AWS Security Blog

Make a New Year Resolution

Make a New Year Resolution for 2014 to adhere to best practices put forth by AWS Security and Identity.  There are two great pieces of work published in 2013 that are filled with guidance and are highly actionable.  AWS published the Security Best Practices whitepaper, providing a landscape of various security oriented technologies, including IAM, encryption, and compliance reporting.  The Security Blog post that outlined the whitepaper was the second most popular post of the year (behind  Writing IAM Policies: How to grant access to an Amazon S3 bucket), illustrating the importance and interest of cloud security topics.
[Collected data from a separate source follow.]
//! Per-call-site operation classifiers.
//!
//! Each predicate answers "does this resolved callable denote operation O
//! on a recognized receiver" and is evaluated at code-generation time per
//! call site. Results are not cached; callable descriptors are already
//! unique per call site in the caller's model.
//!
//! The indices/withIndex predicates are intentionally separate functions
//! rather than one parameterized check, so the emission backend can query
//! each construct's exact shape independently.

use crate::descriptors::builtins::{self, COLLECTIONS_PACKAGE, RANGES_PACKAGE, TEXT_PACKAGE};
use crate::descriptors::{Callable, CallableOwner, DeclarationKind, PrimitiveKind, TypeRef};

use super::{primitive_progression_element, primitive_range_element, range_element_type};

fn extension_receiver_matches(callable: &Callable, pred: impl Fn(&TypeRef) -> bool) -> bool {
    callable.extension_receiver.as_ref().is_some_and(pred)
}

/// `rangeTo` producing a primitive range.
///
/// Two recognition paths: the extension declared in `kotlin.ranges` on a
/// primitive receiver, and the member declared on a primitive numeric class
/// itself (`5.rangeTo(10)` resolves to the latter).
pub fn is_primitive_number_range_to(callable: &Callable) -> bool {
    if callable.is_top_level_in("rangeTo", RANGES_PACKAGE)
        && extension_receiver_matches(callable, TypeRef::is_primitive)
    {
        return true;
    }
    match &callable.owner {
        CallableOwner::Member(owner) => {
            callable.name == "rangeTo" && builtins::is_primitive_number_class(owner)
        }
        CallableOwner::Package(_) => false,
    }
}

/// The `until` extension producing a half-open primitive range.
pub fn is_primitive_number_until(callable: &Callable) -> bool {
    callable.is_top_level_in("until", RANGES_PACKAGE)
        && extension_receiver_matches(callable, TypeRef::is_primitive)
}

/// The `downTo` extension producing a descending progression.
///
/// Unlike `rangeTo`/`until` this tests the receiver's declaration rather
/// than the receiver type, so nullability does not matter here.
pub fn is_primitive_number_down_to(callable: &Callable) -> bool {
    callable.is_top_level_in("downTo", RANGES_PACKAGE)
        && extension_receiver_matches(callable, |receiver| {
            receiver
                .declaration
                .as_ref()
                .is_some_and(builtins::is_primitive_number_class)
        })
}

/// `indices` over `Array<T>` or a specialized primitive array.
pub fn is_array_or_primitive_array_indices(callable: &Callable) -> bool {
    callable.is_top_level_in("indices", COLLECTIONS_PACKAGE)
        && extension_receiver_matches(callable, |r| {
            builtins::is_array(r) || builtins::is_primitive_array(r)
        })
}

/// `indices` over a collection.
pub fn is_collection_indices(callable: &Callable) -> bool {
    callable.is_top_level_in("indices", COLLECTIONS_PACKAGE)
        && extension_receiver_matches(callable, builtins::is_collection)
}

/// `indices` over a char sequence.
pub fn is_char_sequence_indices(callable: &Callable) -> bool {
    callable.is_top_level_in("indices", TEXT_PACKAGE)
        && extension_receiver_matches(callable, builtins::is_char_sequence)
}

/// `withIndex` over `Array<T>` or a specialized primitive array.
pub fn is_array_or_primitive_array_with_index(callable: &Callable) -> bool {
    callable.is_top_level_in("withIndex", COLLECTIONS_PACKAGE)
        && extension_receiver_matches(callable, |r| {
            builtins::is_array(r) || builtins::is_primitive_array(r)
        })
}

/// `withIndex` over an iterable.
pub fn is_iterable_with_index(callable: &Callable) -> bool {
    callable.is_top_level_in("withIndex", COLLECTIONS_PACKAGE)
        && extension_receiver_matches(callable, builtins::is_iterable)
}

/// `withIndex` over a char sequence.
pub fn is_char_sequence_with_index(callable: &Callable) -> bool {
    callable.is_top_level_in("withIndex", TEXT_PACKAGE)
        && extension_receiver_matches(callable, builtins::is_char_sequence)
}

/// The `rangeTo` extension on a `Comparable`-bounded type parameter.
///
/// The receiver's declaration must be a type parameter with exactly one
/// upper bound, and that bound must be the top-level `Comparable`
/// interface. Zero or multiple bounds never qualify.
pub fn is_comparable_range_to(callable: &Callable) -> bool {
    if !callable.is_top_level_in("rangeTo", RANGES_PACKAGE) {
        return false;
    }
    let declaration = match callable
        .extension_receiver
        .as_ref()
        .and_then(|receiver| receiver.declaration.as_ref())
    {
        Some(declaration) => declaration,
        None => return false,
    };
    let upper_bounds = match &declaration.kind {
        DeclarationKind::TypeParameter { upper_bounds } => upper_bounds,
        _ => return false,
    };
    match upper_bounds.as_slice() {
        [bound] => bound.declaration.as_ref().is_some_and(builtins::is_comparable),
        _ => false,
    }
}

fn is_member_contains_on(callable: &Callable, interface: &str) -> bool {
    callable.name == "contains"
        && match &callable.owner {
            CallableOwner::Member(owner) => owner.is_top_level_in(interface, RANGES_PACKAGE),
            CallableOwner::Package(_) => false,
        }
}

/// Member `contains` declared on the `ClosedRange` interface.
pub fn is_closed_range_contains(callable: &Callable) -> bool {
    is_member_contains_on(callable, "ClosedRange")
}

/// Member `contains` declared on the `ClosedFloatingPointRange` interface.
///
/// Floating ranges are a distinct interface, so this is a separate shape
/// from [`is_closed_range_contains`].
pub fn is_closed_floating_point_range_contains(callable: &Callable) -> bool {
    is_member_contains_on(callable, "ClosedFloatingPointRange")
}

/// Member `contains` dispatched on a primitive range value.
pub fn is_primitive_range_contains(callable: &Callable) -> bool {
    callable.name == "contains"
        && callable.is_member()
        && callable
            .dispatch_receiver
            .as_ref()
            .is_some_and(|receiver| primitive_range_element(receiver).is_some())
}

/// Extension `contains` testing a value of one numeric type against a
/// range of another (`longRange.contains(anInt)` and friends).
///
/// Both sides are checked independently: the receiver's element type must
/// be primitive numeric, and so must the single value parameter.
pub fn is_primitive_number_range_extension_contains_primitive_number(
    callable: &Callable,
) -> bool {
    if callable.name != "contains" {
        return false;
    }
    let receiver = match &callable.extension_receiver {
        Some(receiver) => receiver,
        None => return false,
    };
    let element_is_numeric = range_element_type(receiver)
        .and_then(|element| element.primitive_kind())
        .is_some_and(PrimitiveKind::is_numeric);
    if !element_is_numeric {
        return false;
    }
    match callable.value_parameters.as_slice() {
        [parameter] => parameter
            .primitive_kind()
            .is_some_and(PrimitiveKind::is_numeric),
        _ => false,
    }
}

/// The `reversed` extension on a primitive progression.
pub fn is_primitive_progression_reversed(callable: &Callable) -> bool {
    callable.is_top_level_in("reversed", RANGES_PACKAGE)
        && extension_receiver_matches(callable, |receiver| {
            primitive_progression_element(receiver).is_some()
        })
}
The other piece of work to reference is IAM’s Top Ten Best Practices session at re:Invent.  I encourage you to view the recorded session, but here’s a quick rundown to get you started:

  1. Lock away your AWS account access keys
  2. Create individual IAM users
  3. Use groups to assign permissions to IAM users
  4. Grant least privilege
  5. Configure a strong password policy for your users
  6. Enable MFA for privileged users
  7. Use roles for applications that run on Amazon EC2 instances
  8. Delegate by using roles instead of by sharing credentials
  9. Rotate credentials regularly
  10. Use policy conditions for extra security

Use these security best practices to help make your AWS account as secure as possible.  Not only will you find more peace of mind but hopefully even greater control as you expand your use of AWS.

– Jim